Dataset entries
[Start of Attachment]

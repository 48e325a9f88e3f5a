use std::io;
use std::path::Path;
use tokenizers::{PaddingParams, PaddingStrategy, Tokenizer, TruncationParams};

/// Loads a tokenizer from a model directory or explicit tokenizer.json path.
pub fn load_tokenizer(model_path: &Path) -> io::Result<Tokenizer> {
    let tokenizer_path = if model_path
        .file_name()
        .is_some_and(|name| name == std::ffi::OsStr::new("tokenizer.json"))
    {
        model_path.to_path_buf()
    } else if model_path.is_dir() {
        model_path.join("tokenizer.json")
    } else {
        model_path
            .parent()
            .ok_or_else(|| io::Error::new(io::ErrorKind::NotFound, "Model path has no parent"))?
            .join("tokenizer.json")
    };

    Tokenizer::from_file(&tokenizer_path).map_err(io::Error::other)
}

/// Loads a tokenizer configured for batched encoding.
///
/// Inputs longer than `max_len` are truncated, and every batch is padded to its
/// longest member so the encodings stack into one rectangular tensor.
pub fn load_batch_tokenizer(model_path: &Path, max_len: usize) -> io::Result<Tokenizer> {
    let mut tokenizer = load_tokenizer(model_path)?;

    let truncation = TruncationParams {
        max_length: max_len,
        ..Default::default()
    };

    tokenizer
        .with_truncation(Some(truncation))
        .map_err(|e| io::Error::other(format!("Failed to configure truncation: {}", e)))?;

    tokenizer.with_padding(Some(PaddingParams {
        strategy: PaddingStrategy::BatchLongest,
        ..Default::default()
    }));

    Ok(tokenizer)
}
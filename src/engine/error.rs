use std::fmt;
use std::time::Duration;

use thiserror::Error;

use crate::embedding::EmbeddingError;
use crate::index::IndexError;
use crate::oracle::OracleError;
use crate::pool::PoolError;

/// Pipeline stage, used for logging and to say where a timeout happened.
#[derive(Debug, Clone, Copy, PartialEq, Eq)]
pub enum MatchStage {
    Fetching,
    Normalizing,
    EmbeddingPool,
    Indexing,
    EmbeddingQuery,
    Searching,
    Prompting,
    Parsing,
}

impl fmt::Display for MatchStage {
    fn fmt(&self, f: &mut fmt::Formatter<'_>) -> fmt::Result {
        let name = match self {
            Self::Fetching => "fetching",
            Self::Normalizing => "normalizing",
            Self::EmbeddingPool => "embedding_pool",
            Self::Indexing => "indexing",
            Self::EmbeddingQuery => "embedding_query",
            Self::Searching => "searching",
            Self::Prompting => "prompting",
            Self::Parsing => "parsing",
        };
        f.write_str(name)
    }
}

#[derive(Debug, Error)]
pub enum MatchError {
    #[error("invalid input: {reason}")]
    InvalidInput { reason: String },

    #[error(transparent)]
    UpstreamFetch(#[from] PoolError),

    #[error("embedding service unavailable: {0}")]
    EmbeddingUnavailable(#[source] EmbeddingError),

    #[error("no questions found in pool")]
    EmptyPool,

    #[error("oracle unavailable: {0}")]
    OracleUnavailable(#[from] OracleError),

    #[error("{stage} timed out after {timeout:?}")]
    Timeout { stage: MatchStage, timeout: Duration },

    #[error("{stage} failed: {source}")]
    Index {
        stage: MatchStage,
        #[source]
        source: IndexError,
    },
}
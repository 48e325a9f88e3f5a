//! Verdict parsing. Malformed tokens and lines are dropped, never fatal.

use std::collections::HashSet;

use tracing::warn;

use crate::shortlist::{PoolPosition, Shortlist, ShortlistEntry};

/// Strips decoration an LLM tends to add around a number.
fn clean_token(token: &str) -> &str {
    let decoration = |c: char| c.is_whitespace() || matches!(c, '"' | '\'' | '`' | '*');
    let token = token.trim_matches(decoration);
    let token = token.strip_suffix('.').unwrap_or(token);
    token.trim_matches(decoration)
}

/// Parses a token as a 1-based number. Only plain ASCII digits are accepted.
fn parse_rank(token: &str) -> Option<usize> {
    let token = clean_token(token);
    if token.is_empty() || !token.bytes().all(|b| b.is_ascii_digit()) {
        return None;
    }
    token.parse().ok()
}

/// Parses a single-query verdict such as `"1, 3"` against `shortlist`.
///
/// Returns the matched entries in first-mention order without duplicates.
pub fn parse_match_verdict(verdict: &str, shortlist: &Shortlist) -> Vec<ShortlistEntry> {
    let mut seen = HashSet::new();
    let mut matched = Vec::new();

    if verdict.trim().is_empty() {
        return matched;
    }

    for token in verdict.split(',') {
        let Some(rank) = parse_rank(token) else {
            if !token.trim().is_empty() {
                warn!(token = token.trim(), "Dropping non-numeric oracle token");
            }
            continue;
        };

        let Some(entry) = shortlist.resolve(rank) else {
            warn!(
                rank,
                shortlist_len = shortlist.len(),
                "Dropping out-of-range oracle token"
            );
            continue;
        };

        if seen.insert(entry.position) {
            matched.push(*entry);
        }
    }

    matched
}

/// Parses a grouping verdict of `Group N: a, b, ...` lines over a pool of `pool_len`.
///
/// Groups form a partition: a position already placed in an earlier group is
/// skipped, repeats within a line collapse, and a line needs two or more
/// remaining members to count.
pub fn parse_group_verdict(verdict: &str, pool_len: usize) -> Vec<Vec<PoolPosition>> {
    let mut claimed = HashSet::new();
    let mut groups = Vec::new();

    for line in verdict.lines() {
        let Some((_, members)) = line.split_once(':') else {
            continue;
        };

        let mut group: Vec<PoolPosition> = Vec::new();
        for token in members.split(',') {
            let Some(rank) = parse_rank(token) else {
                continue;
            };

            let Some(index) = rank.checked_sub(1).filter(|&i| i < pool_len) else {
                warn!(rank, pool_len, "Dropping out-of-range group member");
                continue;
            };

            let position = PoolPosition::new(index);
            if claimed.contains(&position) || group.contains(&position) {
                continue;
            }
            group.push(position);
        }

        if group.len() >= 2 {
            claimed.extend(group.iter().copied());
            groups.push(group);
        } else {
            warn!(line = line.trim(), "Dropping group line with fewer than two members");
        }
    }

    groups
}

[End of Attachment]

#### EXERCISE INSTRUCTIONS
The count, and nothing else: how many lines of the entries contain the word "PoolError"?

#### REPLY
2